As the Great Wall is said to begin at Jiayuguan Pass in Gansu Province and finish at Shanghaiguan Pass in Hebei Province – I regard myself as very fortunate to have seen both incredible sights.
Next was a five hour drive to visit the Jade Gate Pass (Yumen Guan) at Dunhuang. Jade Gate Pass was a strategic pass on the ancient Silk Road and was the one road connecting central Asia and China and said to be the ‘last gas station’ in the Han Dynasty before a long stretch of road. It was named Jade because that is what was transported through this pass to central China. A few kilometres north in the Gobi desert is a section of the Han Dynasty Great Wall which had stretched for 150 kms but now there are only a few broken sections and several towers distorted beyond recognition. This part of the Great Wall is very special as it was the only part of the Wall that was not built with bricks or stones but willow, earth and reed.
A night at the Dunhuang Silk Road Hotel (www.dunhuangresort.com)was lovely with a view of the sunset over the beautiful sand dunes.
Before that we took a four wheel drive up into the sand dunes and then a walk to the Crescent Moon Lake – very hot but magnificant to see; make sure you do this later in the afternoon to avoid that soaring heat.
At the Silk Road Hotel, food was very nice but I am still unsure of the need for ladles of mayonnaise on my fruit salad!!

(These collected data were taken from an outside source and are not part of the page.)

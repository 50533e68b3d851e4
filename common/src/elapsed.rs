use chrono::Utc;

/// Returns a string representing the elapsed time since `start_time` like
/// " in 1m15s" or " in 1.50s".
pub fn format_elapsed(start_time: chrono::DateTime<Utc>) -> String {
    let elapsed = Utc::now().signed_duration_since(start_time);
    format_duration(elapsed)
}

fn format_duration(elapsed: chrono::TimeDelta) -> String {
    let millis = elapsed.num_milliseconds();
    if millis < 1000 {
        format!(" in {}ms", millis)
    } else if millis < 60_000 {
        format!(" in {:.2}s", millis as f64 / 1000.0)
    } else {
        let minutes = millis / 60_000;
        let seconds = (millis % 60_000) / 1000;
        format!(" in {minutes}m{seconds:.2}s")
    }
}

#[cfg(test)]
mod tests {
    use super::*;
    use chrono::Duration;

    #[test]
    fn test_format_duration_subsecond() {
        // Durations < 1s should be rendered in milliseconds with no decimals.
        let dur = Duration::milliseconds(250);
        assert_eq!(format_duration(dur), " in 250ms");

        // Exactly zero should still work.
        let dur_zero = Duration::milliseconds(0);
        assert_eq!(format_duration(dur_zero), " in 0ms");
    }

    #[test]
    fn test_format_duration_seconds() {
        // Durations between 1s (inclusive) and 60s (exclusive) should be
        // printed with 2-decimal-place seconds.
        let dur = Duration::milliseconds(1_500); // 1.5s
        assert_eq!(format_duration(dur), " in 1.50s");

        // 59.999s rounds to 60.00s
        let dur2 = Duration::milliseconds(59_999);
        assert_eq!(format_duration(dur2), " in 60.00s");
    }

    #[test]
    fn test_format_duration_minutes() {
        // Durations â‰¥ 1 minute should be printed mmss.
        let dur = Duration::milliseconds(75_000); // 1m15s
        assert_eq!(format_duration(dur), " in 1m15s");

        let dur_exact = Duration::milliseconds(60_000); // 1m0s
        assert_eq!(format_duration(dur_exact), " in 1m0s");

        let dur_long = Duration::milliseconds(3_601_000);
        assert_eq!(format_duration(dur_long), " in 60m1s");
    }
}
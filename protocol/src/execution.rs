use chrono::DateTime;
use chrono::Utc;
use serde::Deserialize;
use serde::Serialize;

use crate::ids::ExecutionId;
use crate::ids::SessionId;
use crate::language::Language;

#[derive(Debug, Clone, Copy, PartialEq, Eq, Serialize, Deserialize)]
#[serde(rename_all = "lowercase")]
pub enum ExecutionStatus {
    Pending,
    Running,
    Completed,
    Failed,
    Timeout,
    Cancelled,
}

impl ExecutionStatus {
    pub fn is_terminal(self) -> bool {
        !matches!(self, ExecutionStatus::Pending | ExecutionStatus::Running)
    }
}

#[derive(Debug, Clone, Copy, PartialEq, Eq, Serialize, Deserialize)]
#[serde(rename_all = "lowercase")]
pub enum OutputKind {
    Stdout,
    Stderr,
    File,
}

#[derive(Debug, Clone, Serialize, Deserialize)]
pub struct ExecutionOutput {
    #[serde(rename = "type")]
    pub kind: OutputKind,
    pub content: String,
    #[serde(skip_serializing_if = "Option::is_none")]
    pub mime_type: Option<String>,
    #[serde(skip_serializing_if = "Option::is_none")]
    pub size: Option<u64>,
    pub timestamp: DateTime<Utc>,
}

#[derive(Debug, Clone, Serialize, Deserialize)]
pub struct ExecutionRecord {
    pub id: ExecutionId,
    pub session_id: SessionId,
    pub language: Language,
    pub code: String,
    pub status: ExecutionStatus,
    #[serde(skip_serializing_if = "Option::is_none")]
    pub exit_code: Option<i32>,
    pub outputs: Vec<ExecutionOutput>,
    pub started_at: DateTime<Utc>,
    #[serde(skip_serializing_if = "Option::is_none")]
    pub ended_at: Option<DateTime<Utc>>,
    #[serde(skip_serializing_if = "Option::is_none")]
    pub execution_time_ms: Option<u64>,
    #[serde(skip_serializing_if = "Option::is_none")]
    pub peak_memory_bytes: Option<u64>,
    #[serde(skip_serializing_if = "Option::is_none")]
    pub error_message: Option<String>,
}

impl ExecutionRecord {
    pub fn new(session_id: SessionId, language: Language, code: String) -> Self {
        Self {
            id: ExecutionId::new(),
            session_id,
            language,
            code,
            status: ExecutionStatus::Pending,
            exit_code: None,
            outputs: Vec::new(),
            started_at: Utc::now(),
            ended_at: None,
            execution_time_ms: None,
            peak_memory_bytes: None,
            error_message: None,
        }
    }

    pub fn finish(&mut self, status: ExecutionStatus, exit_code: Option<i32>) {
        let now = Utc::now();
        self.status = status;
        self.exit_code = exit_code;
        self.ended_at = Some(now);
        self.execution_time_ms = Some((now - self.started_at).num_milliseconds().max(0) as u64);
    }
}
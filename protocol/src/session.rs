use std::collections::HashMap;

use chrono::DateTime;
use chrono::Utc;
use serde::Deserialize;
use serde::Serialize;

use crate::ids::SessionId;

#[derive(Debug, Clone, Copy, PartialEq, Eq, Serialize, Deserialize)]
#[serde(rename_all = "lowercase")]
pub enum SessionStatus {
    Active,
    Expired,
}

#[derive(Debug, Clone, Serialize, Deserialize)]
pub struct Session {
    pub id: SessionId,
    pub status: SessionStatus,
    pub created_at: DateTime<Utc>,
    pub last_activity_at: DateTime<Utc>,
    #[serde(default)]
    pub metadata: HashMap<String, String>,
}

impl Session {
    pub fn new(id: SessionId) -> Self {
        let now = Utc::now();
        Self {
            id,
            status: SessionStatus::Active,
            created_at: now,
            last_activity_at: now,
            metadata: HashMap::new(),
        }
    }

    pub fn is_active(&self) -> bool {
        self.status == SessionStatus::Active
    }

    pub fn touch(&mut self) {
        self.last_activity_at = Utc::now();
    }
}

The next morning before our three hour flight from Dunhuang to Beijing we visited the very special Mogao Grottoes. A wonderful experience and a place to visit early in the morning to avoid the crowds. No photos inside the grottoes but a definite place to visit as there are so many examples of Buddhist art spanning over 1000 years. 492 caves are currently preserved and in 1900, tens of thousands of relics and manuscripts were found in the ‘library cave’ which had been walled up since the 11th century. The contents of the ‘library’ are dispersed around the world and said to be the world’s greatest discovery of ancient Oriental culture.